Problem requirements: Scan the entries below for the word "suffix". Copy each line that has it.

[Stored items from a collection]
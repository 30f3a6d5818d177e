//! The file collaborator the filter pipeline and batch engine drive.
//!
//! Every call reports failure as a [`ServiceError`] value, so callers can
//! classify outcomes by matching instead of unwinding.

mod local;

pub use local::LocalMediaService;

use chrono::{DateTime, Local};
use regex::Regex;
use std::path::{Path, PathBuf};
use thiserror::Error;

#[derive(Error, Debug, Clone, PartialEq, Eq)]
pub enum ServiceError {
    #[error("File not found \"{}\"", .0.display())]
    NotFound(PathBuf),

    #[error("Not a file \"{}\"", .0.display())]
    NotAFile(PathBuf),

    #[error("Unsupported file format \"{}\"", .0.display())]
    UnsupportedFormat(PathBuf),

    #[error("{message} \"{}\"", .path.display())]
    Io { path: PathBuf, message: String },
}

impl ServiceError {
    pub(crate) fn io(path: &Path, err: std::io::Error) -> Self {
        if err.kind() == std::io::ErrorKind::NotFound {
            return ServiceError::NotFound(path.to_path_buf());
        }
        ServiceError::Io {
            path: path.to_path_buf(),
            message: err.to_string(),
        }
    }

    /// True when the error means the path itself is absent or not a file.
    pub fn is_missing(&self) -> bool {
        matches!(self, ServiceError::NotFound(_) | ServiceError::NotAFile(_))
    }
}

/// Media file primitives: existence checks, listing, metadata and the
/// mutating copy/move/remove/mkdir operations.
///
/// Mutating calls are only ever issued by the batch engine, and never when
/// the engine runs in dry-run mode.
pub trait MediaFileService {
    fn exists(&self, path: &Path) -> bool;
    fn is_file(&self, path: &Path) -> bool;
    fn is_dir(&self, path: &Path) -> bool;

    /// True when both paths name the same file, however they are spelled
    /// (relative, `..` components, symlinks).
    fn same_file(&self, a: &Path, b: &Path) -> bool;

    /// Files below `dir` whose file name matches `pattern`. Descends into
    /// subdirectories only when `recursive` is set.
    fn list_files(
        &self,
        dir: &Path,
        recursive: bool,
        pattern: &Regex,
    ) -> Result<Vec<PathBuf>, ServiceError>;

    fn supported_extensions(&self) -> &[String];

    /// Extension of an existing file, case preserved.
    fn extension_of(&self, path: &Path) -> Result<String, ServiceError>;

    fn creation_time(&self, path: &Path) -> Result<DateTime<Local>, ServiceError>;

    fn copy(&self, source: &Path, target: &Path) -> Result<(), ServiceError>;
    fn move_file(&self, source: &Path, target: &Path) -> Result<(), ServiceError>;
    /// Removing a path that does not exist succeeds.
    fn remove(&self, path: &Path) -> Result<(), ServiceError>;
    fn make_directories(&self, path: &Path) -> Result<(), ServiceError>;
}
use std::path::{Path, PathBuf};
use tracing::{debug, error, info, warn};
use upa_core::engine::progress_message;
use upa_core::error::EXIT_ABNORMAL;
use upa_core::filter::{compile_pattern, parse_datetime_bound};
use upa_core::paths::{file_name, insert_dated_directory, with_dated_file_stem, DateFormat};
use upa_core::{
    build_candidate_list, AppConfig, BatchEngine, Error, FilterSpec, IoPolicy, MediaFileService,
    OperationKind,
};

use crate::commands::{
    Commands, GroupArgs, IoArgs, ListingArgs, RenameArgs, TransferArgs, TransformArgs,
};
use crate::progress::ConsoleReporter;

/// Everything a task needs, built once in `main`.
pub struct TaskContext<'a, S: ?Sized> {
    pub config: &'a AppConfig,
    pub service: &'a S,
    pub reporter: &'a ConsoleReporter,
}

/// Run one subcommand and return the process exit code.
pub fn run<S>(command: &Commands, ctx: &TaskContext<'_, S>) -> Result<i32, Error>
where
    S: MediaFileService + ?Sized,
{
    debug!("Starting task \"{}\"", command.name());
    match command {
        Commands::List(args) => list(ctx, args),
        Commands::Copy(args) => transfer(ctx, args, OperationKind::Copy),
        Commands::Move(args) => transfer(ctx, args, OperationKind::Move),
        Commands::Rename(args) => rename(ctx, args),
        Commands::Group(args) => group(ctx, args),
        Commands::Transform(args) => transform(args),
    }
}

pub fn filter_spec(config: &AppConfig, args: &ListingArgs) -> Result<FilterSpec, Error> {
    let mut spec = FilterSpec::new(args.sources.clone());
    spec.recursive = args.recursive;

    if let Some(pattern) = &args.pattern {
        spec.pattern = compile_pattern(pattern)?;
        debug!("Filtering directories using regex=\"{}\"", pattern);
    }

    let format = args
        .datetime_format
        .as_deref()
        .unwrap_or(&config.datetime_format);
    spec.after = args
        .after
        .as_deref()
        .and_then(|value| datetime_bound("after", value, format));
    spec.before = args
        .before
        .as_deref()
        .and_then(|value| datetime_bound("before", value, format));

    Ok(spec)
}

fn datetime_bound(
    name: &str,
    value: &str,
    format: &str,
) -> Option<chrono::DateTime<chrono::Local>> {
    let bound = parse_datetime_bound(value, format);
    match bound {
        Some(_) => debug!("Filtering directories using date {}=\"{}\"", name, value),
        None => warn!(
            "Invalid filter {} datetime \"{}\" using format \"{}\"",
            name, value, format
        ),
    }
    bound
}

pub fn io_policy(args: &IoArgs) -> IoPolicy {
    IoPolicy {
        dry_run: args.run.dry_run,
        force: args.force,
        skip_existing: args.skip_existing,
        interactive: !args.skip_existing,
        create_directories: args.create_directories,
    }
}

/// The flag value, or the configured default, checked before any file is touched.
fn date_format(flag: Option<&str>, configured: &str) -> Result<DateFormat, Error> {
    DateFormat::parse(flag.unwrap_or(configured))
}

fn list<S>(ctx: &TaskContext<'_, S>, args: &ListingArgs) -> Result<i32, Error>
where
    S: MediaFileService + ?Sized,
{
    let spec = filter_spec(ctx.config, args)?;
    let files = build_candidate_list(ctx.service, &spec)?;
    let total = files.len();
    for (i, file) in files.iter().enumerate() {
        info!("{}", progress_message(i + 1, total, &file.display().to_string()));
    }
    Ok(0)
}

fn transfer<S>(ctx: &TaskContext<'_, S>, args: &TransferArgs, kind: OperationKind) -> Result<i32, Error>
where
    S: MediaFileService + ?Sized,
{
    let spec = filter_spec(ctx.config, &args.listing)?;
    let engine = BatchEngine::new(ctx.service, io_policy(&args.io));
    let target = args.io.target.as_path();
    engine.prepare_target(target)?;

    let files = build_candidate_list(ctx.service, &spec)?;
    engine.run(
        &files,
        kind,
        |source: &Path| Ok(target.join(file_name(source))),
        ctx.reporter,
        ctx.reporter,
    );
    // per-file failures are reported in the summary, not through the exit code
    Ok(0)
}

fn rename<S>(ctx: &TaskContext<'_, S>, args: &RenameArgs) -> Result<i32, Error>
where
    S: MediaFileService + ?Sized,
{
    let spec = filter_spec(ctx.config, &args.listing)?;
    let scheme = date_format(args.scheme.as_deref(), &ctx.config.rename_scheme)?;
    debug!("Renaming with scheme \"{}\"", scheme);

    let policy = IoPolicy {
        dry_run: args.run.dry_run,
        ..Default::default()
    };
    let engine = BatchEngine::new(ctx.service, policy);

    let files = build_candidate_list(ctx.service, &spec)?;
    engine.run(
        &files,
        OperationKind::Rename,
        |source: &Path| {
            let created = ctx.service.creation_time(source)?;
            Ok(with_dated_file_stem(source, &created, &scheme))
        },
        ctx.reporter,
        ctx.reporter,
    );
    Ok(0)
}

fn group_label(args: &GroupArgs) -> Option<String> {
    let parts: Vec<&str> = [args.event.as_deref(), args.location.as_deref()]
        .into_iter()
        .flatten()
        .map(str::trim)
        .filter(|part| !part.is_empty())
        .collect();
    if parts.is_empty() {
        None
    } else {
        Some(parts.join(" "))
    }
}

fn group<S>(ctx: &TaskContext<'_, S>, args: &GroupArgs) -> Result<i32, Error>
where
    S: MediaFileService + ?Sized,
{
    let spec = filter_spec(ctx.config, &args.listing)?;
    let folder_format = date_format(args.date_format.as_deref(), &ctx.config.group_date_format)?;
    let policy = io_policy(&args.io);
    let target = args.io.target.as_path();
    BatchEngine::new(ctx.service, policy).prepare_target(target)?;

    let label = group_label(args);
    debug!("Grouping by \"{}\"", folder_format);

    // dated folders are always created on demand
    let engine = BatchEngine::new(
        ctx.service,
        IoPolicy {
            create_directories: true,
            ..policy
        },
    );

    let files = build_candidate_list(ctx.service, &spec)?;
    engine.run(
        &files,
        OperationKind::Move,
        |source: &Path| {
            let created = ctx.service.creation_time(source)?;
            let flat: PathBuf = target.join(file_name(source));
            Ok(insert_dated_directory(
                &flat,
                &created,
                &folder_format,
                label.as_deref(),
            ))
        },
        ctx.reporter,
        ctx.reporter,
    );
    Ok(0)
}

fn transform(args: &TransformArgs) -> Result<i32, Error> {
    debug!(
        "Requested transform: width={:?} height={:?} format={:?} quality={} suffix=\"{}\"",
        args.width, args.height, args.format, args.quality, args.suffix
    );
    error!("Image transformation is not supported");
    Ok(EXIT_ABNORMAL)
}
use std::path::{Path, PathBuf};
use tracing::{debug, info, warn};

use crate::error::Error;
use crate::policy::{IoPolicy, OperationKind};
use crate::progress::{Confirm, ProgressObserver};
use crate::service::{MediaFileService, ServiceError};

/// Classification of one file's operation attempt.
#[derive(Debug, Clone, Copy, PartialEq, Eq)]
pub enum OperationOutcome {
    Succeeded,
    SkippedByPolicy,
    SkippedBySourceEqualsTarget,
    FailedSourceMissing,
    FailedTargetRemovalFailed,
    FailedUnderlyingOperation,
}

impl OperationOutcome {
    /// Counted towards the succeeded total. A no-op on identical paths is a success.
    pub fn is_success(&self) -> bool {
        matches!(
            self,
            OperationOutcome::Succeeded | OperationOutcome::SkippedBySourceEqualsTarget
        )
    }

    /// Eligible for the retry pass.
    pub fn is_failure(&self) -> bool {
        matches!(
            self,
            OperationOutcome::FailedSourceMissing
                | OperationOutcome::FailedTargetRemovalFailed
                | OperationOutcome::FailedUnderlyingOperation
        )
    }
}

#[derive(Debug, Clone, PartialEq, Eq)]
pub struct BatchResult {
    pub kind: OperationKind,
    pub total: usize,
    pub succeeded: usize,
    /// Files left alone because an existing target was not to be overwritten.
    pub skipped: Vec<PathBuf>,
    /// Files still failing after the retry pass, in candidate order.
    pub failed: Vec<(PathBuf, OperationOutcome)>,
}

impl BatchResult {
    fn empty(kind: OperationKind, total: usize) -> Self {
        Self {
            kind,
            total,
            succeeded: 0,
            skipped: Vec::new(),
            failed: Vec::new(),
        }
    }

    fn record(&mut self, source: &Path, outcome: OperationOutcome) {
        if outcome.is_success() {
            self.succeeded += 1;
        } else if outcome.is_failure() {
            self.failed.push((source.to_path_buf(), outcome));
        } else {
            self.skipped.push(source.to_path_buf());
        }
    }

    pub fn is_complete(&self) -> bool {
        self.failed.is_empty()
    }
}

/// `[pos/total]: text`, with both numbers padded to the width of `total`.
pub fn progress_message(pos: usize, total: usize, text: &str) -> String {
    let width = total.to_string().len();
    format!("[{:>width$}/{:>width$}]: {}", pos, total, text, width = width)
}

/// Applies one operation kind across a candidate list, strictly in order.
///
/// Collaborator failures never escape [`BatchEngine::run`]; each is turned
/// into an [`OperationOutcome`]. Under `dry_run` no mutating collaborator
/// call is made but every check and prompt still happens.
pub struct BatchEngine<'a, S: ?Sized> {
    service: &'a S,
    policy: IoPolicy,
}

impl<'a, S> BatchEngine<'a, S>
where
    S: MediaFileService + ?Sized,
{
    pub fn new(service: &'a S, policy: IoPolicy) -> Self {
        Self { service, policy }
    }

    /// Make sure the target directory exists, creating it when allowed.
    pub fn prepare_target(&self, target: &Path) -> Result<(), Error> {
        if self.service.is_dir(target) {
            return Ok(());
        }
        if self.service.exists(target) || !self.policy.create_directories {
            return Err(Error::TargetDirectoryNotFound(target.to_path_buf()));
        }
        if !self.policy.dry_run {
            self.service
                .make_directories(target)
                .map_err(|source| Error::TargetDirectoryCreation {
                    path: target.to_path_buf(),
                    source,
                })?;
        }
        debug!("Created target directory \"{}\"", target.display());
        Ok(())
    }

    /// Run `kind` over `candidates`, then retry the failures once without
    /// prompting.
    pub fn run<R>(
        &self,
        candidates: &[PathBuf],
        kind: OperationKind,
        resolve: R,
        observer: &dyn ProgressObserver,
        prompt: &dyn Confirm,
    ) -> BatchResult
    where
        R: Fn(&Path) -> Result<PathBuf, ServiceError>,
    {
        let policy = self.policy.for_kind(kind);
        let total = candidates.len();
        observer.on_batch_start(total);

        let BatchResult {
            succeeded,
            skipped,
            failed,
            ..
        } = self.pass(candidates, kind, &resolve, &policy, false, observer, prompt);
        let mut result = BatchResult {
            kind,
            total,
            succeeded,
            skipped,
            failed: Vec::new(),
        };

        if !failed.is_empty() {
            info!("Found {} files with problems", failed.len());
            observer.on_retry_start(failed.len());

            let retry: Vec<PathBuf> = failed.into_iter().map(|(path, _)| path).collect();
            let second = self.pass(
                &retry,
                kind,
                &resolve,
                &policy.for_retry(),
                true,
                observer,
                prompt,
            );
            result.succeeded += second.succeeded;
            result.skipped.extend(second.skipped);
            result.failed = second.failed;
        }

        observer.on_batch_done(&result);
        result
    }

    #[allow(clippy::too_many_arguments)]
    fn pass<R>(
        &self,
        files: &[PathBuf],
        kind: OperationKind,
        resolve: &R,
        policy: &IoPolicy,
        silent: bool,
        observer: &dyn ProgressObserver,
        prompt: &dyn Confirm,
    ) -> BatchResult
    where
        R: Fn(&Path) -> Result<PathBuf, ServiceError>,
    {
        let total = files.len();
        let mut result = BatchResult::empty(kind, total);

        for (i, source) in files.iter().enumerate() {
            let pos = i + 1;
            if !silent {
                let label = format!("{} {}", kind.action(), source.display());
                info!("{}", progress_message(pos, total, &label));
            }
            observer.on_file_start(pos, total, source);

            let outcome = match resolve(source) {
                Ok(target) => self.apply(source, &target, kind, policy, prompt),
                Err(err) => self.unresolved(source, err),
            };

            let label = format!(
                "Finished {} {}",
                kind.action().to_lowercase(),
                source.display()
            );
            debug!("{}", progress_message(pos, total, &label));
            observer.on_file_done(pos, total, source, &outcome);
            result.record(source, outcome);
        }

        result
    }

    /// Apply `kind` to a single source/target pair under `policy`.
    pub fn apply(
        &self,
        source: &Path,
        target: &Path,
        kind: OperationKind,
        policy: &IoPolicy,
        prompt: &dyn Confirm,
    ) -> OperationOutcome {
        if self.service.same_file(source, target) {
            debug!("Equal source and target file \"{}\"", source.display());
            return OperationOutcome::SkippedBySourceEqualsTarget;
        }
        if !self.service.is_file(source) {
            warn!("File not found \"{}\"", source.display());
            return OperationOutcome::FailedSourceMissing;
        }

        if self.service.is_file(target) {
            if let Some(outcome) = self.clear_target(source, target, policy, prompt) {
                return outcome;
            }
        } else if self.service.exists(target) {
            warn!("Target exists and is not a file \"{}\"", target.display());
            return OperationOutcome::FailedUnderlyingOperation;
        }

        if let Some(outcome) = self.ensure_parent(target, policy) {
            return outcome;
        }

        debug!(
            "{} file \"{}\" to \"{}\"",
            kind.action(),
            source.display(),
            target.display()
        );
        if policy.dry_run {
            return OperationOutcome::Succeeded;
        }

        let done = match kind {
            OperationKind::Copy => self.service.copy(source, target),
            OperationKind::Move | OperationKind::Rename => self.service.move_file(source, target),
        };
        match done {
            Ok(()) => OperationOutcome::Succeeded,
            Err(err) => {
                warn!("{} file failed: {}", kind.action(), err);
                OperationOutcome::FailedUnderlyingOperation
            }
        }
    }

    /// Decide what happens to an existing target. `None` means the target is
    /// out of the way (or would be, under dry run).
    fn clear_target(
        &self,
        source: &Path,
        target: &Path,
        policy: &IoPolicy,
        prompt: &dyn Confirm,
    ) -> Option<OperationOutcome> {
        if !policy.force {
            let permitted = !policy.skip_existing
                && policy.interactive
                && prompt.confirm(&format!(
                    "Overwrite file \"{}\" with \"{}\"?",
                    target.display(),
                    source.display()
                ));
            if !permitted {
                warn!("Skipped existing target \"{}\"", target.display());
                return Some(OperationOutcome::SkippedByPolicy);
            }
        }

        debug!("Removing file \"{}\"", target.display());
        if policy.dry_run {
            return None;
        }
        match self.service.remove(target) {
            Ok(()) => None,
            Err(err) => {
                warn!("Removing file failed \"{}\": {}", target.display(), err);
                Some(OperationOutcome::FailedTargetRemovalFailed)
            }
        }
    }

    fn ensure_parent(&self, target: &Path, policy: &IoPolicy) -> Option<OperationOutcome> {
        let parent = target.parent().filter(|p| !p.as_os_str().is_empty())?;
        if self.service.is_dir(parent) {
            return None;
        }
        if !policy.create_directories {
            warn!("Target directory not found \"{}\"", parent.display());
            return Some(OperationOutcome::FailedUnderlyingOperation);
        }

        debug!("Creating directory \"{}\"", parent.display());
        if policy.dry_run {
            return None;
        }
        match self.service.make_directories(parent) {
            Ok(()) => None,
            Err(err) => {
                warn!("Creating directory failed: {}", err);
                Some(OperationOutcome::FailedUnderlyingOperation)
            }
        }
    }

    fn unresolved(&self, source: &Path, err: ServiceError) -> OperationOutcome {
        warn!("No target for \"{}\": {}", source.display(), err);
        if err.is_missing() || !self.service.is_file(source) {
            OperationOutcome::FailedSourceMissing
        } else {
            OperationOutcome::FailedUnderlyingOperation
        }
    }
}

Written solution:
        "Requested transform: width={:?} height={:?} format={:?} quality={} suffix=\"{}\"",
        args.width, args.height, args.format, args.quality, args.suffix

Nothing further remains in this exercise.